The Uncovered World: Kraftwerk And The Philosophy Of Technology

Forbes26-05-2025

Kraftwerk in Austin
The Bass Concert Hall turned dark, seeming almost cavernous. A low frequency electronic pulse filled the air, mechanical yet strangely alive. Scintillating. Vibrating. Evocatively turning deep, electronic guttural sounds into something that resembled human speech. Deconstructing information into component frequencies.
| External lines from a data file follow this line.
//! Dry-Run Broker Adapter
//!
//! Implements the `MessageBroker` port by logging each message instead of
//! sending it anywhere.

use std::sync::atomic::{AtomicU64, Ordering};

use async_trait::async_trait;
use tracing::info;

use crate::domain::ports::MessageBroker;
use crate::error::Result;

/// Broker that logs topics and payloads at info level.
#[derive(Debug, Default)]
pub struct LoggingBroker {
    logged: AtomicU64,
}

impl LoggingBroker {
    /// Create a new logging broker.
    pub fn new() -> Self {
        Self::default()
    }

    /// Number of messages logged so far.
    pub fn logged(&self) -> u64 {
        self.logged.load(Ordering::Relaxed)
    }
}

#[async_trait]
impl MessageBroker for LoggingBroker {
    fn publish(&self, topic: &str, payload: Vec<u8>) -> Result<()> {
        let payload = String::from_utf8_lossy(&payload);
        info!(topic = %topic, payload = %payload, "[dry-run] Would publish reading");
        self.logged.fetch_add(1, Ordering::Relaxed);
        Ok(())
    }

    async fn disconnect(&self) -> Result<()> {
        info!(
            "[dry-run] Broker disconnect ({} messages logged)",
            self.logged()
        );
        Ok(())
    }
}

#[cfg(test)]
mod tests {
    use super::*;
    use tokio_test::assert_ok;

    #[test]
    fn test_logging_broker_counts() {
        let broker = LoggingBroker::new();
        assert_ok!(broker.publish("patient/health/u1", br#"{"userId":"u1"}"#.to_vec()));
        assert_ok!(broker.publish("patient/health/u2", Vec::new()));

        assert_eq!(broker.logged(), 2);
        assert_ok!(tokio_test::block_on(broker.disconnect()));
    }
}
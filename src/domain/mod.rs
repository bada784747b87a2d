//! Domain Layer
//!
//! Value objects, ports and events shared by the publish loop and the
//! infrastructure adapters.
//!
//! - **Ports** (`ports.rs`) - Trait abstractions for the registry, broker
//!   and event sinks
//! - **Events** (`events.rs`) - Notifications emitted by the loop and the
//!   broker client
//!
//! # Usage
//!
//! ```ignore
//! use vitals_publisher::domain::ports::{MessageBroker, UserRegistry};
//!
//! async fn snapshot<R: UserRegistry>(registry: &R) -> Result<usize> {
//!     Ok(registry.fetch_user_ids().await?.len())
//! }
//! ```

pub mod events;
pub mod ports;

pub use events::{event_channel, EventReceiver, EventSender, PublisherEvent};
pub use ports::{EventPublisher, LoopState, MessageBroker, UserId, UserRegistry};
In Austin, far from Düsseldorf and Zürich, Kraftwerk performed what may be one their last world tours. Florian Schneider is gone. Ralf Hütter is 78. These artists are to me, more influential and important than the Beatles. More primal than Elvis. And greater philosophers than many who have dedicated their life to this subject. What unfolded in their performance was the furthest thing from an ordinary concert. It was a revelation. An introduction to, and a glimpse into a potent, fascinating, yet hidden world.
A world not of nature.
Not of man.
A third realm, that of technology itself.
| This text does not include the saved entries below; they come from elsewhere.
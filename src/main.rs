//! Vitals Publisher
//!
//! Publishes synthetic vital-sign readings for every known user to an MQTT
//! broker.
//!
//! # Architecture
//!
//! ```text
//! ┌─────────────────────────────────────────────────────────────────┐
//! │                        Vitals Publisher                          │
//! ├─────────────────────────────────────────────────────────────────┤
//! │  ┌──────────────┐    ┌──────────────┐    ┌──────────────┐       │
//! │  │   MongoDB    │───▶│ Publish Loop │───▶│  MQTT Broker │       │
//! │  │  (user ids)  │    │   (every 3s) │    │    (TLS)     │       │
//! │  └──────────────┘    └──────────────┘    └──────────────┘       │
//! └─────────────────────────────────────────────────────────────────┘
//! ```

use std::sync::Arc;
use std::time::Duration;

use clap::Parser;
use tokio::task::JoinHandle;
use tokio_util::sync::CancellationToken;
use tracing::{error, info, warn, Level};
use tracing_subscriber::{fmt, prelude::*, EnvFilter};

use vitals_publisher::adapters::{
    parse_qos, CompositeEventPublisher, LoggingBroker, LoggingEventPublisher, MongoConfig,
    MongoUserRegistry, MqttBroker, MqttConfig, DEFAULT_TLS_PORT,
};
use vitals_publisher::domain::{event_channel, EventSender, MessageBroker};
use vitals_publisher::error::{Error, Result};
use vitals_publisher::metrics::PrometheusEventPublisher;
use vitals_publisher::publisher::{self, spawn_dispatcher, PublishLoopConfig};
use vitals_publisher::server::{run_http_server, HttpState};

/// How long queued events may take to drain at exit.
const EVENT_DRAIN_TIMEOUT: Duration = Duration::from_secs(5);

// =============================================================================
// CLI Arguments
// =============================================================================

/// Vitals Publisher - synthetic patient telemetry over MQTT
#[derive(Parser, Debug)]
#[command(author, version, about, long_about = None)]
struct Args {
    /// MongoDB connection string
    #[arg(long, env = "MONGO_URI", hide_env_values = true)]
    mongo_uri: String,

    /// Database holding the user collection
    #[arg(long, env = "MONGO_DATABASE", default_value = "UserData")]
    mongo_database: String,

    /// Collection of user documents
    #[arg(long, env = "MONGO_COLLECTION", default_value = "usercredentials")]
    mongo_collection: String,

    /// Accept MongoDB certificates that fail verification
    #[arg(long, env = "MONGO_ALLOW_INVALID_CERTS")]
    mongo_allow_invalid_certs: bool,

    /// MQTT broker host (required unless --dry-run)
    #[arg(long, env = "MQTT_HOST")]
    mqtt_host: Option<String>,

    /// MQTT broker port
    #[arg(long, env = "MQTT_PORT", default_value_t = DEFAULT_TLS_PORT)]
    mqtt_port: u16,

    /// MQTT username
    #[arg(long, env = "MQTT_USERNAME")]
    mqtt_username: Option<String>,

    /// MQTT password
    #[arg(long, env = "MQTT_PASSWORD", hide_env_values = true)]
    mqtt_password: Option<String>,

    /// MQTT client identifier (random when unset)
    #[arg(long, env = "MQTT_CLIENT_ID")]
    mqtt_client_id: Option<String>,

    /// MQTT QoS level for published readings (0, 1 or 2)
    #[arg(long, env = "MQTT_QOS", default_value = "0")]
    mqtt_qos: u8,

    /// Stop after this many passes
    #[arg(long, env = "MAX_PASSES")]
    max_passes: Option<u64>,

    /// Enable dry-run mode (log readings, no broker)
    #[arg(long, env = "DRY_RUN")]
    dry_run: bool,

    /// Metrics and health server bind address
    #[arg(long, env = "HTTP_ADDR", default_value = "0.0.0.0:8080")]
    http_addr: String,

    /// Log level (trace, debug, info, warn, error)
    #[arg(long, env = "LOG_LEVEL", default_value = "info")]
    log_level: String,

    /// Output logs as JSON
    #[arg(long, env = "LOG_JSON")]
    log_json: bool,
}

impl Args {
    fn mongo_config(&self) -> MongoConfig {
        MongoConfig {
            uri: self.mongo_uri.clone(),
            database: self.mongo_database.clone(),
            collection: self.mongo_collection.clone(),
            allow_invalid_certificates: self.mongo_allow_invalid_certs,
            ..Default::default()
        }
    }

    /// Broker settings, or `None` in dry-run mode.
    fn mqtt_config(&self) -> Result<Option<MqttConfig>> {
        if self.dry_run {
            return Ok(None);
        }

        let host = self
            .mqtt_host
            .clone()
            .ok_or_else(|| Error::Config("--mqtt-host is required unless --dry-run".into()))?;

        let mut config = MqttConfig {
            host,
            port: self.mqtt_port,
            username: self.mqtt_username.clone(),
            password: self.mqtt_password.clone(),
            qos: parse_qos(self.mqtt_qos)?,
            ..Default::default()
        };
        if let Some(client_id) = &self.mqtt_client_id {
            config.client_id = client_id.clone();
        }

        Ok(Some(config))
    }
}

// =============================================================================
// Main
// =============================================================================

#[tokio::main]
async fn main() -> Result<()> {
    let args = Args::parse();

    // Initialize logging
    init_logging(&args);

    info!("Starting Vitals Publisher");
    info!(
        "  MongoDB: {}/{}",
        args.mongo_database, args.mongo_collection
    );
    match &args.mqtt_host {
        Some(host) if !args.dry_run => info!("  MQTT broker: {}:{}", host, args.mqtt_port),
        _ => info!("  MQTT broker: none"),
    }
    info!("  Dry-run mode: {}", args.dry_run);
    if let Some(max_passes) = args.max_passes {
        info!("  Max passes: {}", max_passes);
    }

    let mqtt_config = args.mqtt_config()?;

    // Event pipeline: logs and Prometheus
    let metrics = Arc::new(PrometheusEventPublisher::new()?);
    let sink = CompositeEventPublisher::new()
        .with_publisher(LoggingEventPublisher::new())
        .with_publisher(Arc::clone(&metrics));
    let (events, receiver) = event_channel();
    let dispatcher = spawn_dispatcher(receiver, Arc::new(sink));

    // Snapshot the registry, then connect the broker
    let registry = match MongoUserRegistry::connect(args.mongo_config()).await {
        Ok(registry) => registry,
        Err(e) => {
            publisher::abort_startup(&events, &e);
            drain_events(events, dispatcher).await;
            return Err(e);
        }
    };

    let started = publisher::start::<_, Box<dyn MessageBroker>, _, _>(
        PublishLoopConfig {
            max_passes: args.max_passes,
        },
        &registry,
        |events| async move {
            let broker: Box<dyn MessageBroker> = match mqtt_config {
                Some(config) => Box::new(MqttBroker::connect(config, events).await?),
                None => Box::new(LoggingBroker::new()),
            };
            Ok(broker)
        },
        events.clone(),
    )
    .await;

    // The user snapshot is taken; the registry is no longer needed
    registry.close().await;

    let publish_loop = match started {
        Ok(publish_loop) => publish_loop,
        Err(e) => {
            drain_events(events, dispatcher).await;
            return Err(e);
        }
    };

    // Start metrics and health server
    let http_shutdown = CancellationToken::new();
    let http_state = HttpState::new(Arc::clone(&metrics), publish_loop.subscribe_state());
    let http_addr = args.http_addr.clone();
    let http_token = http_shutdown.clone();
    let http_server = tokio::spawn(async move {
        if let Err(e) = run_http_server(&http_addr, http_state, http_token).await {
            error!("HTTP server error: {}", e);
        }
    });

    // Interrupt handling
    let shutdown = CancellationToken::new();
    let signal_token = shutdown.clone();
    tokio::spawn(async move {
        wait_for_signal().await;
        signal_token.cancel();
    });

    let summary = publish_loop.run(shutdown).await;

    info!(
        "Published {} readings over {} passes ({} failed), stopped: {}",
        summary.published, summary.passes, summary.failed, summary.stop_reason
    );

    http_shutdown.cancel();
    if let Err(e) = http_server.await {
        warn!("HTTP server task failed: {}", e);
    }

    drain_events(events, dispatcher).await;

    info!("Vitals Publisher shutdown complete");
    Ok(())
}

/// Close our event sender and wait briefly for queued events to be logged.
async fn drain_events(events: EventSender, dispatcher: JoinHandle<u64>) {
    drop(events);
    match tokio::time::timeout(EVENT_DRAIN_TIMEOUT, dispatcher).await {
        Ok(Ok(_)) => {}
        Ok(Err(e)) => warn!("Event dispatcher failed: {}", e),
        Err(_) => warn!("Timed out draining events"),
    }
}

// =============================================================================
// Signals
// =============================================================================

async fn wait_for_signal() {
    let interrupt = async {
        if let Err(e) = tokio::signal::ctrl_c().await {
            error!("Failed to listen for interrupt: {}", e);
            std::future::pending::<()>().await;
        }
    };

    #[cfg(unix)]
    let terminate = async {
        use tokio::signal::unix::{signal, SignalKind};
        match signal(SignalKind::terminate()) {
            Ok(mut stream) => {
                stream.recv().await;
            }
            Err(e) => {
                error!("Failed to listen for SIGTERM: {}", e);
                std::future::pending::<()>().await;
            }
        }
    };

    #[cfg(not(unix))]
    let terminate = std::future::pending::<()>();

    tokio::select! {
        _ = interrupt => info!("Received interrupt, shutting down"),
        _ = terminate => info!("Received SIGTERM, shutting down"),
    }
}

// =============================================================================
// Logging Setup
// =============================================================================

fn init_logging(args: &Args) {
    let level = match args.log_level.to_lowercase().as_str() {
        "trace" => Level::TRACE,
        "debug" => Level::DEBUG,
        "info" => Level::INFO,
        "warn" => Level::WARN,
        "error" => Level::ERROR,
        _ => Level::INFO,
    };

    let mut filter = EnvFilter::from_default_env().add_directive(level.into());
    for directive in ["rumqttc=warn", "mongodb=warn", "hyper=warn"] {
        if let Ok(directive) = directive.parse() {
            filter = filter.add_directive(directive);
        }
    }

    if args.log_json {
        tracing_subscriber::registry()
            .with(filter)
            .with(fmt::layer().json())
            .init();
    } else {
        tracing_subscriber::registry()
            .with(filter)
            .with(fmt::layer().with_target(true))
            .init();
    }
}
Throughout history, human understanding has been framed around two dominant spheres:
The world of nature, existing independently of our will. The world of man, shaped by mind, imagination, and society.
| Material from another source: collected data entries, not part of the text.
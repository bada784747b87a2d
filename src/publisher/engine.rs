//! Publish Loop
//!
//! Owns the user snapshot and the broker client, and drives the
//! `Starting → Running → Stopping → Stopped` lifecycle:
//!
//! ```text
//! Starting ──registry + broker ok──▶ Running ──interrupt / pass limit──▶ Stopping ──▶ Stopped
//!     │                                                                               ▲
//!     └────────────────────────────── startup error ──────────────────────────────────┘
//! ```
//!
//! Each pass generates one reading per user, in snapshot order, and hands
//! it to the broker without waiting for delivery. Passes are separated by a
//! fixed, cancellable sleep.

use std::future::Future;
use std::time::Duration;

use tokio::sync::watch;
use tokio::time::sleep;
use tokio_util::sync::CancellationToken;
use tracing::{debug, error, info, instrument, warn};

use crate::domain::events::{EventSender, PublisherEvent};
use crate::domain::ports::{LoopState, MessageBroker, UserId, UserRegistry};
use crate::error::{Error, Result};
use crate::telemetry;

/// Literal prefix of every reading topic.
pub const TOPIC_PREFIX: &str = "patient/health/";

/// Pause between the end of one pass and the start of the next.
pub const PASS_INTERVAL: Duration = Duration::from_secs(3);

/// Topic on which readings for `user_id` are published.
pub fn topic_for(user_id: &UserId) -> String {
    format!("{}{}", TOPIC_PREFIX, user_id)
}

// =============================================================================
// Configuration
// =============================================================================

/// Configuration for the publish loop
#[derive(Debug, Clone, Default)]
pub struct PublishLoopConfig {
    /// Stop after this many completed passes (unbounded when `None`)
    pub max_passes: Option<u64>,
}

impl PublishLoopConfig {
    fn limit_reached(&self, passes: u64) -> bool {
        self.max_passes.is_some_and(|max| passes >= max)
    }
}

// =============================================================================
// Summaries
// =============================================================================

/// Outcome of a single pass
#[derive(Debug, Clone, Default, PartialEq, Eq)]
pub struct PassSummary {
    /// 1-based pass number
    pub pass: u64,

    /// Readings handed to the broker
    pub published: usize,

    /// Readings that could not be handed to the broker
    pub failed: usize,

    /// Whether shutdown cut the pass short
    pub interrupted: bool,
}

/// Why the loop left `Running`
#[derive(Debug, Clone, Copy, Default, PartialEq, Eq)]
pub enum StopReason {
    /// External interrupt
    #[default]
    Interrupted,
    /// Configured pass limit reached
    PassLimitReached,
}

impl std::fmt::Display for StopReason {
    fn fmt(&self, f: &mut std::fmt::Formatter<'_>) -> std::fmt::Result {
        match self {
            StopReason::Interrupted => write!(f, "interrupted"),
            StopReason::PassLimitReached => write!(f, "pass limit reached"),
        }
    }
}

/// Outcome of a complete run
#[derive(Debug, Clone, Default, PartialEq, Eq)]
pub struct RunSummary {
    /// Passes that ran to completion
    pub passes: u64,

    /// Readings handed to the broker, including any from an interrupted pass
    pub published: u64,

    /// Readings that could not be handed to the broker
    pub failed: u64,

    /// Why the loop stopped
    pub stop_reason: StopReason,
}

// =============================================================================
// Startup
// =============================================================================

/// Run the `Starting` phase: snapshot the registry, then connect the broker.
///
/// The broker connector is only invoked once the snapshot succeeded. Any
/// failure is returned unchanged after a `Starting → Stopped` event.
#[instrument(skip_all)]
pub async fn start<R, B, F, Fut>(
    config: PublishLoopConfig,
    registry: &R,
    connect_broker: F,
    events: EventSender,
) -> Result<PublishLoop<B>>
where
    R: UserRegistry + ?Sized,
    B: MessageBroker,
    F: FnOnce(EventSender) -> Fut,
    Fut: Future<Output = Result<B>>,
{
    let startup = async {
        let user_ids = registry.fetch_user_ids().await?;
        info!("Found {} users", user_ids.len());
        let _ = events.send(PublisherEvent::users_loaded(user_ids.len()));

        let broker = connect_broker(events.clone()).await?;
        Ok::<_, Error>((user_ids, broker))
    };

    match startup.await {
        Ok((user_ids, broker)) => Ok(PublishLoop::new(config, user_ids, broker, events)),
        Err(e) => {
            abort_startup(&events, &e);
            Err(e)
        }
    }
}

/// Record a failed `Starting` phase: log the error and emit the
/// `Starting → Stopped` transition.
///
/// Used by [`start`], and by callers whose registry connection fails before
/// [`start`] can run.
pub fn abort_startup(events: &EventSender, error: &Error) {
    error!("Startup failed: {}", error);
    let _ = events.send(PublisherEvent::state_changed(
        LoopState::Starting,
        LoopState::Stopped,
    ));
}

// =============================================================================
// Publish Loop
// =============================================================================

/// The publish loop, holding the user snapshot and the broker client.
pub struct PublishLoop<B: MessageBroker> {
    config: PublishLoopConfig,
    user_ids: Vec<UserId>,
    broker: B,
    events: EventSender,
    state: watch::Sender<LoopState>,
}

impl<B: MessageBroker> PublishLoop<B> {
    /// Create a loop in the `Starting` state.
    pub fn new(
        config: PublishLoopConfig,
        user_ids: Vec<UserId>,
        broker: B,
        events: EventSender,
    ) -> Self {
        let (state, _) = watch::channel(LoopState::Starting);
        Self {
            config,
            user_ids,
            broker,
            events,
            state,
        }
    }

    /// Current lifecycle state.
    pub fn state(&self) -> LoopState {
        *self.state.borrow()
    }

    /// Watch lifecycle state changes. The receiver keeps the final state
    /// after the loop has been consumed.
    pub fn subscribe_state(&self) -> watch::Receiver<LoopState> {
        self.state.subscribe()
    }

    /// The user snapshot, in registry order.
    pub fn user_ids(&self) -> &[UserId] {
        &self.user_ids
    }

    /// The broker client.
    pub fn broker(&self) -> &B {
        &self.broker
    }

    /// Run until interrupted or the pass limit is reached, then disconnect
    /// the broker.
    #[instrument(skip_all, fields(users = self.user_ids.len()))]
    pub async fn run(self, shutdown: CancellationToken) -> RunSummary {
        self.transition(LoopState::Running);
        info!(
            "Publishing readings for {} users every {:?}",
            self.user_ids.len(),
            PASS_INTERVAL
        );

        let mut summary = RunSummary::default();

        let stop_reason = loop {
            if shutdown.is_cancelled() {
                break StopReason::Interrupted;
            }
            if self.config.limit_reached(summary.passes) {
                break StopReason::PassLimitReached;
            }

            let pass = self.publish_pass(summary.passes + 1, &shutdown);
            summary.published += pass.published as u64;
            summary.failed += pass.failed as u64;

            if pass.interrupted {
                break StopReason::Interrupted;
            }

            summary.passes = pass.pass;
            let _ = self.events.send(PublisherEvent::pass_completed(
                pass.pass,
                pass.published,
                pass.failed,
            ));

            if self.config.limit_reached(summary.passes) {
                break StopReason::PassLimitReached;
            }

            tokio::select! {
                _ = shutdown.cancelled() => break StopReason::Interrupted,
                _ = sleep(PASS_INTERVAL) => {}
            }
        };

        summary.stop_reason = stop_reason;
        self.transition(LoopState::Stopping);
        info!("Stopping publisher ({})", stop_reason);

        if let Err(e) = self.broker.disconnect().await {
            error!("Broker disconnect failed: {}", e);
        }

        self.transition(LoopState::Stopped);
        info!(
            "Publisher stopped after {} passes ({} published, {} failed)",
            summary.passes, summary.published, summary.failed
        );

        summary
    }

    /// Publish one reading per user, in snapshot order.
    ///
    /// Stops early, without rollback, once `shutdown` is cancelled.
    pub fn publish_pass(&self, pass: u64, shutdown: &CancellationToken) -> PassSummary {
        let mut summary = PassSummary {
            pass,
            ..Default::default()
        };

        for user_id in &self.user_ids {
            if shutdown.is_cancelled() {
                summary.interrupted = true;
                break;
            }

            let topic = topic_for(user_id);
            match self.publish_reading(user_id, &topic) {
                Ok(size) => {
                    summary.published += 1;
                    let _ = self
                        .events
                        .send(PublisherEvent::reading_published(user_id.as_str(), &topic, size));
                }
                Err(e) => {
                    summary.failed += 1;
                    warn!(topic = %topic, "Failed to publish reading: {}", e);
                    let _ = self.events.send(PublisherEvent::publish_failed(
                        user_id.as_str(),
                        &topic,
                        e.to_string(),
                    ));
                }
            }
        }

        debug!(
            pass = summary.pass,
            published = summary.published,
            failed = summary.failed,
            "Pass finished"
        );
        summary
    }

    fn publish_reading(&self, user_id: &UserId, topic: &str) -> Result<usize> {
        let reading = telemetry::generate(user_id);
        let payload = reading.to_payload()?;
        let size = payload.len();

        self.broker.publish(topic, payload)?;
        debug!(topic = %topic, reading = ?reading, "Published reading");

        Ok(size)
    }

    fn transition(&self, to: LoopState) {
        let from = self.state.send_replace(to);
        if from != to {
            let _ = self.events.send(PublisherEvent::state_changed(from, to));
        }
    }
}

impl<B: MessageBroker> std::fmt::Debug for PublishLoop<B> {
    fn fmt(&self, f: &mut std::fmt::Formatter<'_>) -> std::fmt::Result {
        f.debug_struct("PublishLoop")
            .field("config", &self.config)
            .field("users", &self.user_ids.len())
            .field("state", &self.state())
            .finish()
    }
}

// =============================================================================
// Tests
// =============================================================================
But there is a third realm, often overlooked as a place unto itself; the world of technology, distinct, autonomous, yet seen, discovered and perceived through human hands and minds.
It is not a mere extension of man, nor a deformation of nature. It is something else. A reality lying latent, awaiting uncovering. Like mathematical truths that exist before their discovery, technology embodies structures and possibilities inherent in the fabric of reality itself.
Kraftwerk, through sound and image, strips away the familiar, and for a moment, exposed this world to view.
The struggle to distinguish between the natural and the artificial is as old as philosophy itself.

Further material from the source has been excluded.